The FSA has urged the industry to focus on developing simple default funds ahead of automatic enrolment.

The regulator’s comments came after the Association of British Insurers announced at its pensions conference in London today that it plans to work with the Investment Management Association to develop a framework for “good” default funds for defined-contribution schemes.

The trade bodies will produce a joint discussion paper later this year outlining key areas relating to the design, implementation and delivery of default funds.

Speaking at the conference, FSA pensions and investment policy manager Milton Cartwright said: “Automatic enrolment is a world where inertia is the policy position. You cannot expect people to make choices, so putting the resources into designing a good default is really important and it should be kept under review.

“It would be unhelpful to have default funds with lots and lots of investment funds because that creates false focal points of competition for providers.”

Aviva UK Life chief executive David Barral said: “The place I would start when designing a default fund is to have a deposit account with a bank.

“We need to strip this right back to basics and get rid of the complexities. You can then build out from that but it should remain as simple as possible.”

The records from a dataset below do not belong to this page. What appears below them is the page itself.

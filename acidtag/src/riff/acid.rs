use super::ACID_ID;
use super::chunk::{ChunkId, FixedChunk};
use crate::error::Result;

use std::io::Write;
use std::ops::{BitAnd, BitOr, Not};

use byteorder::{LittleEndian, ReadBytesExt, WriteBytesExt};

// Fields with no known meaning, always written with these values
const RESERVED_SHORT: u16 = 0x8000;
const RESERVED_FLOAT: f32 = 0.0;

// Only 4/4 is ever written
const METER_DENOMINATOR: u16 = 4;
const METER_NUMERATOR: u16 = 4;

macro_rules! define_flags {
	([
		$(
			$(#[$meta:meta])*
			$name:ident => $shift:literal
		),+
	]) => {
		impl TempoLoopFlags {
			$(
				$(#[$meta])*
				pub const $name: Self = Self(1 << $shift);
			)+
		}
	};
}

/// The type bitmask of an `acid` chunk
///
/// Bits without a known meaning (ACIDizer sets `0x10`, for example) are kept as-is.
#[derive(Debug, Clone, Copy, Eq, PartialEq, Default)]
#[repr(transparent)]
pub struct TempoLoopFlags(pub(crate) u32);

define_flags! {
	[
		/// Set: one-shot, unset: loop
		ONE_SHOT  => 0,
		/// Set: the root note is set
		ROOT_NOTE => 1,
		/// Set: stretching is enabled
		STRETCH   => 2,
		/// Set: disk based, unset: RAM based
		DISK      => 3
	]
}

impl TempoLoopFlags {
	/// Create flags from a raw bitmask
	#[must_use]
	pub const fn from_bits(bits: u32) -> Self {
		Self(bits)
	}

	/// The bit mask
	#[must_use]
	pub const fn bits(self) -> u32 {
		self.0
	}

	/// Whether every bit of `other` is set
	#[must_use]
	pub const fn contains(self, other: Self) -> bool {
		self.0 & other.0 == other.0
	}

	/// Set or clear the bits of `other`
	pub fn set(&mut self, other: Self, value: bool) {
		if value {
			self.0 |= other.0;
		} else {
			self.0 &= !other.0;
		}
	}
}

impl BitOr for TempoLoopFlags {
	type Output = Self;

	fn bitor(self, rhs: Self) -> Self {
		Self(self.0 | rhs.0)
	}
}

impl BitAnd for TempoLoopFlags {
	type Output = Self;

	fn bitand(self, rhs: Self) -> Self {
		Self(self.0 & rhs.0)
	}
}

impl Not for TempoLoopFlags {
	type Output = Self;

	fn not(self) -> Self {
		Self(!self.0)
	}
}

/// The contents of an `acid` chunk
///
/// Layout (24 bytes, little endian):
///
/// | Offset | Size | Field                      |
/// |--------|------|----------------------------|
/// | 0x00   | 4    | Type flags                 |
/// | 0x04   | 2    | Root note                  |
/// | 0x06   | 2    | Reserved, always `0x8000`  |
/// | 0x08   | 4    | Reserved float, always `0` |
/// | 0x0C   | 4    | Number of beats            |
/// | 0x10   | 2    | Meter denominator          |
/// | 0x12   | 2    | Meter numerator            |
/// | 0x14   | 4    | Tempo (float)              |
///
/// The reserved fields and the meter are not kept, they are always written as above and 4/4.
#[derive(Debug, Clone, Copy, PartialEq)]
pub struct TempoLoopRecord {
	/// See [`TempoLoopFlags`]
	pub type_flags: TempoLoopFlags,
	/// The root note, as a MIDI note number
	pub root_note: u16,
	/// The length of the loop in beats
	pub n_beats: u32,
	/// The tempo in beats per minute
	pub tempo: f32,
}

impl Default for TempoLoopRecord {
	/// The record used for files without an `acid` chunk
	///
	/// ```rust,ignore
	/// TempoLoopRecord {
	/// 	type_flags: TempoLoopFlags::ONE_SHOT,
	/// 	root_note: 0x3C,
	/// 	n_beats: 0,
	/// 	tempo: 0.0,
	/// }
	/// ```
	fn default() -> Self {
		Self {
			type_flags: TempoLoopFlags::ONE_SHOT,
			root_note: 0x3C,
			n_beats: 0,
			tempo: 0.0,
		}
	}
}

impl TempoLoopRecord {
	/// Whether the sample is a one-shot (as opposed to a loop)
	pub fn is_one_shot(&self) -> bool {
		self.type_flags.contains(TempoLoopFlags::ONE_SHOT)
	}

	/// Whether the root note is set
	pub fn root_note_set(&self) -> bool {
		self.type_flags.contains(TempoLoopFlags::ROOT_NOTE)
	}

	/// Whether stretching is enabled
	pub fn stretch(&self) -> bool {
		self.type_flags.contains(TempoLoopFlags::STRETCH)
	}

	/// Whether the sample is disk based (as opposed to RAM based)
	pub fn disk_based(&self) -> bool {
		self.type_flags.contains(TempoLoopFlags::DISK)
	}

	/// Mark the sample as a one-shot or a loop
	pub fn set_one_shot(&mut self, one_shot: bool) {
		self.type_flags.set(TempoLoopFlags::ONE_SHOT, one_shot);
	}

	/// Enable or disable stretching
	pub fn set_stretch(&mut self, stretch: bool) {
		self.type_flags.set(TempoLoopFlags::STRETCH, stretch);
	}

	/// Make the sample a tempo-synced loop
	///
	/// Clears the one-shot bit, enables stretching, and stores the tempo and beat count.
	/// All other bits and the root note are left untouched.
	pub fn set_tempo_sync(&mut self, tempo: f64, n_beats: u32) {
		self.type_flags = (self.type_flags & !TempoLoopFlags::ONE_SHOT) | TempoLoopFlags::STRETCH;
		self.n_beats = n_beats;
		self.tempo = tempo as f32;
	}
}

impl FixedChunk for TempoLoopRecord {
	const ID: ChunkId = ACID_ID;
	const CONTENT_SIZE: usize = 24;

	fn parse_content(reader: &mut &[u8]) -> Result<Self> {
		let type_flags = TempoLoopFlags(reader.read_u32::<LittleEndian>()?);
		let root_note = reader.read_u16::<LittleEndian>()?;

		let _reserved_short = reader.read_u16::<LittleEndian>()?;
		let _reserved_float = reader.read_f32::<LittleEndian>()?;

		let n_beats = reader.read_u32::<LittleEndian>()?;

		let _meter_denominator = reader.read_u16::<LittleEndian>()?;
		let _meter_numerator = reader.read_u16::<LittleEndian>()?;

		let tempo = reader.read_f32::<LittleEndian>()?;

		Ok(Self {
			type_flags,
			root_note,
			n_beats,
			tempo,
		})
	}

	fn write_content<W>(&self, writer: &mut W) -> Result<()>
	where
		W: Write,
	{
		writer.write_u32::<LittleEndian>(self.type_flags.bits())?;
		writer.write_u16::<LittleEndian>(self.root_note)?;
		writer.write_u16::<LittleEndian>(RESERVED_SHORT)?;
		writer.write_f32::<LittleEndian>(RESERVED_FLOAT)?;
		writer.write_u32::<LittleEndian>(self.n_beats)?;
		writer.write_u16::<LittleEndian>(METER_DENOMINATOR)?;
		writer.write_u16::<LittleEndian>(METER_NUMERATOR)?;
		writer.write_f32::<LittleEndian>(self.tempo)?;

		Ok(())
	}
}
//! # Freshness Descriptors
//!
//! A `Fingerprint` is the triple of upstream-supplied validators that decides
//! whether a cached copy is still current: the `Last-Modified` string, the
//! content length, and the entity tag. A `Descriptor` is a fingerprint as it
//! sits in the metadata index, stamped with the time it was written.
//!
//! `last_modified` is compared as an opaque string. Two spellings of the same
//! instant are treated as different values.

use chrono::{DateTime, Utc};
use serde::Serialize;

/// Prefix marking a weak entity tag (`W/"abc"`).
pub const WEAK_ETAG_PREFIX: &str = "W/";

/// Strip the weak-validator prefix from an entity tag, if present.
pub fn normalize_etag(raw: &str) -> &str {
    raw.strip_prefix(WEAK_ETAG_PREFIX).unwrap_or(raw)
}

/// Upstream validators for one object.
#[derive(Debug, Clone, Default, PartialEq, Eq, Hash, Serialize)]
pub struct Fingerprint {
    last_modified: String,
    file_size: u64,
    etag: String,
}

impl Fingerprint {
    /// Build a fingerprint, normalizing the entity tag.
    pub fn new(last_modified: impl Into<String>, file_size: u64, etag: &str) -> Self {
        Self {
            last_modified: last_modified.into(),
            file_size,
            etag: normalize_etag(etag).to_string(),
        }
    }

    pub fn last_modified(&self) -> &str {
        &self.last_modified
    }

    pub fn file_size(&self) -> u64 {
        self.file_size
    }

    pub fn etag(&self) -> &str {
        &self.etag
    }

    /// Copy of this fingerprint with a different size.
    pub fn with_file_size(mut self, file_size: u64) -> Self {
        self.file_size = file_size;
        self
    }
}

/// A fingerprint as stored in the metadata index.
#[derive(Debug, Clone, PartialEq, Eq, Serialize)]
pub struct Descriptor {
    pub fingerprint: Fingerprint,
    /// When the descriptor was last written. Bookkeeping only.
    pub updated_at: DateTime<Utc>,
}

impl Descriptor {
    /// Stamp a fingerprint with the current time.
    pub fn now(fingerprint: Fingerprint) -> Self {
        Self {
            fingerprint,
            updated_at: Utc::now(),
        }
    }
}
//! # HIT/MISS Classification
//!
//! A request is a HIT only when all three hold:
//!
//! 1. the metadata index has a descriptor for the key,
//! 2. its fingerprint equals the probe's fingerprint field for field, and
//! 3. the blob is present in the blob store.
//!
//! Anything else is a MISS. The reason is kept so the gateway can log and
//! count the degraded paths (an unreachable index in particular) instead of
//! folding them into "not cached".

use crate::descriptor::Fingerprint;

/// Outcome of a metadata index read, as seen by the classifier.
#[derive(Debug, Clone, Copy)]
pub enum IndexLookup<'a> {
    /// A descriptor exists for the key.
    Found(&'a Fingerprint),
    /// No descriptor exists for the key.
    Absent,
    /// The index could not be read.
    Unavailable,
}

/// Why a request was classified as a MISS.
#[derive(Debug, Clone, Copy, PartialEq, Eq)]
pub enum MissReason {
    NotIndexed,
    IndexUnavailable,
    Changed,
    BlobMissing,
}

impl MissReason {
    pub fn as_str(&self) -> &'static str {
        match self {
            Self::NotIndexed => "not_indexed",
            Self::IndexUnavailable => "index_unavailable",
            Self::Changed => "changed",
            Self::BlobMissing => "blob_missing",
        }
    }
}

/// Freshness classification of one request.
#[derive(Debug, Clone, Copy, PartialEq, Eq)]
pub enum Freshness {
    Hit,
    Miss(MissReason),
}

impl Freshness {
    pub fn is_hit(&self) -> bool {
        matches!(self, Self::Hit)
    }

    /// Value for the `X-Cache` response header.
    pub fn as_str(&self) -> &'static str {
        match self {
            Self::Hit => "HIT",
            Self::Miss(_) => "MISS",
        }
    }
}

/// Classify a request from its index lookup, probe result, and blob presence.
pub fn classify(lookup: IndexLookup<'_>, probe: &Fingerprint, blob_present: bool) -> Freshness {
    let stored = match lookup {
        IndexLookup::Unavailable => return Freshness::Miss(MissReason::IndexUnavailable),
        IndexLookup::Absent => return Freshness::Miss(MissReason::NotIndexed),
        IndexLookup::Found(stored) => stored,
    };
    if stored != probe {
        return Freshness::Miss(MissReason::Changed);
    }
    if !blob_present {
        return Freshness::Miss(MissReason::BlobMissing);
    }
    Freshness::Hit
}

#[cfg(test)]
mod tests {
    use super::*;

    fn fp(etag: &str) -> Fingerprint {
        Fingerprint::new("Mon", 100, etag)
    }

    #[test]
    fn identical_fingerprint_with_blob_is_hit() {
        let stored = fp("abc");
        assert_eq!(
            classify(IndexLookup::Found(&stored), &fp("abc"), true),
            Freshness::Hit
        );
    }

    #[test]
    fn absent_descriptor_is_miss_even_with_blob() {
        assert_eq!(
            classify(IndexLookup::Absent, &fp("abc"), true),
            Freshness::Miss(MissReason::NotIndexed)
        );
    }

    #[test]
    fn unavailable_index_is_miss() {
        assert_eq!(
            classify(IndexLookup::Unavailable, &fp("abc"), true),
            Freshness::Miss(MissReason::IndexUnavailable)
        );
    }

    #[test]
    fn changed_etag_is_miss() {
        let stored = fp("abc");
        assert_eq!(
            classify(IndexLookup::Found(&stored), &fp("xyz"), true),
            Freshness::Miss(MissReason::Changed)
        );
    }

    #[test]
    fn changed_size_or_date_is_miss() {
        let stored = fp("abc");
        let bigger = fp("abc").with_file_size(101);
        let later = Fingerprint::new("Tue", 100, "abc");
        assert!(!classify(IndexLookup::Found(&stored), &bigger, true).is_hit());
        assert!(!classify(IndexLookup::Found(&stored), &later, true).is_hit());
    }

    #[test]
    fn missing_blob_is_miss() {
        let stored = fp("abc");
        assert_eq!(
            classify(IndexLookup::Found(&stored), &fp("abc"), false),
            Freshness::Miss(MissReason::BlobMissing)
        );
    }

    #[test]
    fn weak_probe_matches_stored_strong_tag() {
        let stored = fp("\"abc\"");
        let probe = fp("W/\"abc\"");
        assert!(classify(IndexLookup::Found(&stored), &probe, true).is_hit());
    }

    #[test]
    fn header_values() {
        assert_eq!(Freshness::Hit.as_str(), "HIT");
        assert_eq!(Freshness::Miss(MissReason::Changed).as_str(), "MISS");
        assert_eq!(MissReason::IndexUnavailable.as_str(), "index_unavailable");
    }

    mod proptests {
        use super::*;
        use proptest::prelude::*;

        proptest! {
            /// Without a stored descriptor the result is never a HIT.
            #[test]
            fn no_descriptor_never_hits(
                lm in "[A-Za-z0-9 ,:]{0,30}",
                size in any::<u64>(),
                etag in "[a-z0-9\"]{0,12}",
                blob in any::<bool>(),
            ) {
                let probe = Fingerprint::new(lm, size, &etag);
                prop_assert!(!classify(IndexLookup::Absent, &probe, blob).is_hit());
                prop_assert!(!classify(IndexLookup::Unavailable, &probe, blob).is_hit());
            }

            /// A stored copy of the probe hits exactly when the blob is present.
            #[test]
            fn self_match_hits_iff_blob(
                lm in "[A-Za-z0-9 ,:]{0,30}",
                size in any::<u64>(),
                blob in any::<bool>(),
            ) {
                let probe = Fingerprint::new(lm, size, "\"t\"");
                let stored = probe.clone();
                prop_assert_eq!(classify(IndexLookup::Found(&stored), &probe, blob).is_hit(), blob);
            }
        }
    }
}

ABI director of life, savings and protection Stephen Gay said: “There has not been enough focus yet on default funds. With many new auto-enrolment schemes on the way, and around 80 per cent of scheme members invested in default funds, it is essential that their governance is as good as we can make it.

“The ABI will be working with the IMA on a series of initiatives to build industry standards, and we will start by producing a joint discussion paper on critical areas relating to default fund design, implementation and delivery.”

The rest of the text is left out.